In the past, we’ve often viewed social as a way to drive people towards content on our websites. But in recent years, platforms have increasingly shown your content to fewer people if it takes you away from their own platform.

We now won’t do a tweet with a link in it – It just isn’t going to get cut through anymore. If you need to do this, it’s probably better to post it in a linked, second tweet to direct people to the link. Most people won’t see the link, but so many more will see the first tweet that it will likely balance out better.

That’s particularly the case with blogs. Given the high level of political engagement on Twitter, there used to be a big overlap for us between blog readers and Twitter followers. But as Twitter started de-prioritising links, we started trying out long threads, finding a way to give an informed take, but to keep the content within Twitter.

It’s important to resist the temptation when we have a big new policy report, to try to promote it directly on social media as a report.

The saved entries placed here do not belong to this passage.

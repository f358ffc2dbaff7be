//! Per-user JSON file plan store
//!
//! Each user's collection lives in `<root>/<encoded user id>.json`. This is
//! the thin local shim used when no database is wanted.

use std::path::{Path, PathBuf};
use std::sync::Mutex;

use super::{Identity, PlanStore, require};
use crate::budget::{Plan, PlanDraft, PlanId};
use crate::{Error, Result};

/// Plan store keeping one JSON document per user
pub struct FilePlanStore {
    root: PathBuf,
    // Serializes read-modify-write cycles within this process
    lock: Mutex<()>,
}

impl FilePlanStore {
    /// Create a store rooted at `root`, creating the directory if needed
    ///
    /// # Errors
    ///
    /// Returns error if the directory cannot be created
    pub fn new(root: impl Into<PathBuf>) -> Result<Self> {
        let root = root.into();
        std::fs::create_dir_all(&root)?;
        tracing::debug!(path = %root.display(), "file plan store ready");
        Ok(Self {
            root,
            lock: Mutex::new(()),
        })
    }

    fn path_for(&self, identity: &Identity) -> PathBuf {
        let encoded: String =
            url::form_urlencoded::byte_serialize(identity.user_id().as_bytes()).collect();
        self.root.join(format!("{encoded}.json"))
    }

    fn read(path: &Path) -> Result<Vec<Plan>> {
        match std::fs::read_to_string(path) {
            Ok(content) => Ok(serde_json::from_str(&content)?),
            Err(e) if e.kind() == std::io::ErrorKind::NotFound => Ok(Vec::new()),
            Err(e) => Err(Error::Persistence(format!("{}: {e}", path.display()))),
        }
    }

    fn write(path: &Path, plans: &[Plan]) -> Result<()> {
        let tmp = path.with_extension("json.tmp");
        std::fs::write(&tmp, serde_json::to_vec_pretty(plans)?)
            .map_err(|e| Error::Persistence(format!("{}: {e}", tmp.display())))?;
        std::fs::rename(&tmp, path)
            .map_err(|e| Error::Persistence(format!("{}: {e}", path.display())))?;
        Ok(())
    }

    fn modify<T>(
        &self,
        identity: &Identity,
        f: impl FnOnce(&mut Vec<Plan>) -> Result<T>,
    ) -> Result<T> {
        let _guard = self
            .lock
            .lock()
            .map_err(|_| Error::Persistence("plan store lock poisoned".to_string()))?;
        let path = self.path_for(identity);
        let mut plans = Self::read(&path)?;
        let out = f(&mut plans)?;
        Self::write(&path, &plans)?;
        Ok(out)
    }
}

impl PlanStore for FilePlanStore {
    fn list(&self, identity: Option<&Identity>) -> Result<Vec<Plan>> {
        let identity = require(identity)?;
        let mut plans = Self::read(&self.path_for(identity))?;
        // Stored in insertion order
        plans.reverse();
        Ok(plans)
    }

    fn get(&self, identity: Option<&Identity>, id: &PlanId) -> Result<Option<Plan>> {
        let identity = require(identity)?;
        Ok(Self::read(&self.path_for(identity))?
            .into_iter()
            .find(|p| &p.id == id))
    }

    fn create(&self, identity: Option<&Identity>, draft: PlanDraft) -> Result<Plan> {
        let identity = require(identity)?;
        let plan = Plan::create(draft);
        self.modify(identity, |plans| {
            plans.push(plan.clone());
            Ok(())
        })?;
        tracing::info!(plan_id = %plan.id, user_id = identity.user_id(), "plan created");
        Ok(plan)
    }

    fn update(&self, identity: Option<&Identity>, id: &PlanId, draft: PlanDraft) -> Result<Plan> {
        let identity = require(identity)?;
        let plan = self.modify(identity, |plans| {
            let plan = plans
                .iter_mut()
                .find(|p| &p.id == id)
                .ok_or_else(|| Error::NotFound(format!("plan {id}")))?;
            plan.replace(draft);
            Ok(plan.clone())
        })?;
        tracing::info!(plan_id = %id, user_id = identity.user_id(), "plan updated");
        Ok(plan)
    }

    fn delete(&self, identity: Option<&Identity>, id: &PlanId) -> Result<()> {
        let identity = require(identity)?;
        self.modify(identity, |plans| {
            plans.retain(|p| &p.id != id);
            Ok(())
        })
    }
}
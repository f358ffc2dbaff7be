//! Configuration management for the budget assistant

pub mod file;

use std::path::PathBuf;

use secrecy::SecretString;

use file::ConfigFile;

/// Default plan length bound in words
pub const DEFAULT_MAX_WORDS: usize = 150;

/// Budget assistant configuration
#[derive(Debug, Clone)]
pub struct Config {
    /// Path to data directory (database, per-user plan files)
    pub data_dir: PathBuf,

    /// HTTP API server configuration
    pub server: ServerConfig,

    /// Plan generation configuration
    pub llm: LlmConfig,

    /// Speech configuration
    pub voice: VoiceConfig,

    /// Which plan store backs persistence
    pub storage: StorageBackend,

    /// Identity provider base URL for JWT validation
    pub auth_base_url: Option<String>,

    /// API keys
    pub api_keys: ApiKeys,
}

/// HTTP API server configuration
#[derive(Debug, Clone)]
pub struct ServerConfig {
    pub port: u16,

    /// Shared bearer token (local deployments without an identity provider)
    pub api_token: Option<SecretString>,

    /// Process-wide requests per minute; `None` disables limiting
    pub rate_limit: Option<u32>,

    /// Path to static files directory (web UI)
    pub static_dir: Option<PathBuf>,
}

/// Text generation backend
#[derive(Debug, Clone, Copy, PartialEq, Eq, Default)]
pub enum LlmProvider {
    #[default]
    OpenAi,
    Gemini,
}

impl LlmProvider {
    /// Parse from configuration string, falling back to `OpenAI`
    #[must_use]
    pub fn parse(s: &str) -> Self {
        match s.trim().to_lowercase().as_str() {
            "gemini" | "google" => Self::Gemini,
            _ => Self::OpenAi,
        }
    }
}

/// Plan generation configuration
#[derive(Debug, Clone)]
pub struct LlmConfig {
    pub provider: LlmProvider,
    pub model: String,
    /// Base URL for OpenAI-compatible endpoints
    pub base_url: String,
    pub max_words: usize,
}

/// Speech synthesis backend
#[derive(Debug, Clone, Copy, PartialEq, Eq, Default)]
pub enum TtsProvider {
    #[default]
    OpenAi,
    ElevenLabs,
}

impl TtsProvider {
    /// Parse from configuration string, falling back to `OpenAI`
    #[must_use]
    pub fn parse(s: &str) -> Self {
        match s.trim().to_lowercase().as_str() {
            "elevenlabs" | "eleven_labs" => Self::ElevenLabs,
            _ => Self::OpenAi,
        }
    }
}

/// Speech recognition backend
#[derive(Debug, Clone, Copy, PartialEq, Eq, Default)]
pub enum SttProvider {
    #[default]
    Whisper,
    Deepgram,
}

impl SttProvider {
    /// Parse from configuration string, falling back to Whisper
    #[must_use]
    pub fn parse(s: &str) -> Self {
        match s.trim().to_lowercase().as_str() {
            "deepgram" => Self::Deepgram,
            _ => Self::Whisper,
        }
    }
}

/// Voice processing configuration
#[derive(Debug, Clone)]
pub struct VoiceConfig {
    pub tts_provider: TtsProvider,

    /// TTS model (e.g. "tts-1", "eleven_monolingual_v1")
    pub tts_model: String,

    /// Default voice identifier when the caller does not pick one
    pub tts_voice: String,

    /// TTS speed multiplier (0.25 to 4.0, `OpenAI` only)
    pub tts_speed: f32,

    pub stt_provider: SttProvider,

    /// STT model (e.g. "whisper-1", "nova-2")
    pub stt_model: String,
}

/// Plan store backend
#[derive(Debug, Clone, Copy, PartialEq, Eq, Default)]
pub enum StorageBackend {
    #[default]
    Sqlite,
    File,
}

impl StorageBackend {
    /// Parse from configuration string, falling back to `SQLite`
    #[must_use]
    pub fn parse(s: &str) -> Self {
        match s.trim().to_lowercase().as_str() {
            "file" | "json" | "local" => Self::File,
            _ => Self::Sqlite,
        }
    }
}

/// API keys for external services
#[derive(Debug, Clone, Default)]
pub struct ApiKeys {
    /// `OpenAI` API key (generation, Whisper and TTS)
    pub openai: Option<SecretString>,

    /// Google Gemini API key
    pub gemini: Option<SecretString>,

    /// `ElevenLabs` API key (optional TTS)
    pub elevenlabs: Option<SecretString>,

    /// `Deepgram` API key (optional STT)
    pub deepgram: Option<SecretString>,
}

impl Config {
    /// Load configuration from the config file and the process environment
    #[must_use]
    pub fn load() -> Self {
        Self::from_sources(file::load_config_file(), |key| std::env::var(key).ok())
    }

    /// Build configuration from a parsed file and an environment lookup
    ///
    /// Environment values win over file values, which win over defaults.
    pub fn from_sources(file: ConfigFile, env: impl Fn(&str) -> Option<String>) -> Self {
        let pick = |key: &str, fallback: Option<String>| env(key).or(fallback);
        let secret = |key: &str, fallback: Option<String>| {
            pick(key, fallback)
                .filter(|v| !v.is_empty())
                .map(SecretString::from)
        };

        let server = ServerConfig {
            port: pick("BUDGET_PORT", None)
                .and_then(|s| s.parse().ok())
                .or(file.server.port)
                .unwrap_or(8787),
            api_token: secret("BUDGET_API_TOKEN", file.server.api_token),
            rate_limit: pick("BUDGET_RATE_LIMIT", None)
                .and_then(|s| s.parse().ok())
                .or(file.server.rate_limit)
                .filter(|rpm| *rpm > 0),
            static_dir: pick("BUDGET_STATIC_DIR", file.server.static_dir).map(PathBuf::from),
        };

        let provider = pick("BUDGET_LLM_PROVIDER", file.llm.provider)
            .map(|s| LlmProvider::parse(&s))
            .unwrap_or_default();
        let default_model = match provider {
            LlmProvider::OpenAi => "gpt-4o-mini",
            LlmProvider::Gemini => "gemini-1.5-flash",
        };
        let llm = LlmConfig {
            provider,
            model: pick("BUDGET_LLM_MODEL", file.llm.model)
                .unwrap_or_else(|| default_model.to_string()),
            base_url: pick("BUDGET_LLM_BASE_URL", file.llm.base_url)
                .unwrap_or_else(|| "https://api.openai.com/v1".to_string()),
            max_words: pick("BUDGET_MAX_WORDS", None)
                .and_then(|s| s.parse().ok())
                .or(file.llm.max_words)
                .filter(|n| *n > 0)
                .unwrap_or(DEFAULT_MAX_WORDS),
        };

        let tts_provider = pick("BUDGET_TTS_PROVIDER", file.voice.tts_provider)
            .map(|s| TtsProvider::parse(&s))
            .unwrap_or_default();
        let (default_tts_model, default_voice) = match tts_provider {
            TtsProvider::OpenAi => ("tts-1", "alloy"),
            // "Rachel"
            TtsProvider::ElevenLabs => ("eleven_monolingual_v1", "21m00Tcm4TlvDq8ikWAM"),
        };
        let stt_provider = pick("BUDGET_STT_PROVIDER", file.voice.stt_provider)
            .map(|s| SttProvider::parse(&s))
            .unwrap_or_default();
        let default_stt_model = match stt_provider {
            SttProvider::Whisper => "whisper-1",
            SttProvider::Deepgram => "nova-2",
        };
        let voice = VoiceConfig {
            tts_provider,
            tts_model: pick("BUDGET_TTS_MODEL", file.voice.tts_model)
                .unwrap_or_else(|| default_tts_model.to_string()),
            tts_voice: pick("BUDGET_TTS_VOICE", file.voice.tts_voice)
                .unwrap_or_else(|| default_voice.to_string()),
            tts_speed: file.voice.tts_speed.unwrap_or(1.0).clamp(0.25, 4.0),
            stt_provider,
            stt_model: pick("BUDGET_STT_MODEL", file.voice.stt_model)
                .unwrap_or_else(|| default_stt_model.to_string()),
        };

        let storage = pick("BUDGET_STORAGE", file.storage.backend)
            .map(|s| StorageBackend::parse(&s))
            .unwrap_or_default();

        // ~/.local/share/budget-assistant on Linux
        let data_dir = pick("BUDGET_DATA_DIR", file.storage.data_dir).map_or_else(
            || {
                directories::ProjectDirs::from("dev", "budget", "budget-assistant")
                    .map_or_else(|| PathBuf::from("."), |d| d.data_dir().to_path_buf())
            },
            PathBuf::from,
        );

        let api_keys = ApiKeys {
            openai: secret("OPENAI_API_KEY", file.api_keys.openai),
            gemini: secret("GEMINI_API_KEY", file.api_keys.gemini),
            elevenlabs: secret("ELEVENLABS_API_KEY", file.api_keys.elevenlabs),
            deepgram: secret("DEEPGRAM_API_KEY", file.api_keys.deepgram),
        };

        Self {
            data_dir,
            server,
            llm,
            voice,
            storage,
            auth_base_url: pick("AUTH_BASE_URL", file.auth.base_url),
            api_keys,
        }
    }

    /// Path of the `SQLite` database file
    #[must_use]
    pub fn database_path(&self) -> PathBuf {
        self.data_dir.join("plans.db")
    }

    /// Ensure the data directory exists
    ///
    /// # Errors
    ///
    /// Returns error if the directory cannot be created
    pub fn ensure_data_dir(&self) -> crate::Result<()> {
        std::fs::create_dir_all(&self.data_dir)?;
        Ok(())
    }
}

#[cfg(test)]
mod tests {
    use std::collections::HashMap;

    use secrecy::ExposeSecret;

    use super::*;

    fn env_from(pairs: &[(&str, &str)]) -> impl Fn(&str) -> Option<String> {
        let map: HashMap<String, String> = pairs
            .iter()
            .map(|(k, v)| ((*k).to_string(), (*v).to_string()))
            .collect();
        move |key| map.get(key).cloned()
    }

    #[test]
    fn test_defaults() {
        let config = Config::from_sources(ConfigFile::default(), env_from(&[]));
        assert_eq!(config.server.port, 8787);
        assert_eq!(config.llm.provider, LlmProvider::OpenAi);
        assert_eq!(config.llm.max_words, DEFAULT_MAX_WORDS);
        assert_eq!(config.voice.tts_voice, "alloy");
        assert_eq!(config.voice.stt_model, "whisper-1");
        assert_eq!(config.storage, StorageBackend::Sqlite);
        assert!(config.server.rate_limit.is_none());
        assert!(config.api_keys.openai.is_none());
    }

    #[test]
    fn test_env_overrides_file() {
        let file: ConfigFile = toml::from_str(
            r#"
            [server]
            port = 9000

            [llm]
            provider = "openai"
            model = "from-file"

            [api_keys]
            openai = "file-key"
            "#,
        )
        .unwrap();

        let config = Config::from_sources(
            file,
            env_from(&[
                ("BUDGET_LLM_PROVIDER", "gemini"),
                ("OPENAI_API_KEY", "env-key"),
                ("BUDGET_STORAGE", "file"),
            ]),
        );

        assert_eq!(config.server.port, 9000);
        assert_eq!(config.llm.provider, LlmProvider::Gemini);
        assert_eq!(config.llm.model, "from-file");
        assert_eq!(config.api_keys.openai.unwrap().expose_secret(), "env-key");
        assert_eq!(config.storage, StorageBackend::File);
    }

    #[test]
    fn test_elevenlabs_defaults() {
        let config =
            Config::from_sources(ConfigFile::default(), env_from(&[("BUDGET_TTS_PROVIDER", "elevenlabs")]));
        assert_eq!(config.voice.tts_provider, TtsProvider::ElevenLabs);
        assert_eq!(config.voice.tts_model, "eleven_monolingual_v1");
    }
}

We’ll try to get the best parts, and the clearest findings of the report and create content that gets them onto social media – whether it’s a graphic or a quick response video – that can get the message out appropriately to the audience, rather than expecting them to click through to a report that they probably aren’t in the frame of mind to read at that time.

The same goes for big events like conferences or rallies. It can be easy to fall back on the process rather than the content, with hashtags and coverage of events that are more of interest to people who are there than people who aren’t. Rather than assuming that people care about your rally, it’s often safer to assume that they care about the themes of the rally. Tap into emotional responses about that, and then plug the rally at the end.

Overnight success takes years of focus

We’ve been following these principles for the last couple of years, and it’s paid off for us so far. Previously, we were getting about 800,000 to a million impressions every month on Twitter. Now it’s around 30 million.

As part of that, we’ve worked on how we get social media understood and valued within our organisational reporting processes, seen as being as important as media column inches or website page reads.

Every quarter we analyse the best performing pieces of content, and present that to senior management. It can be a great opportunity to talk about any successes of what you’re doing, why you’re doing it in that way, and how elements of a new approach to social fits into an overall strategy.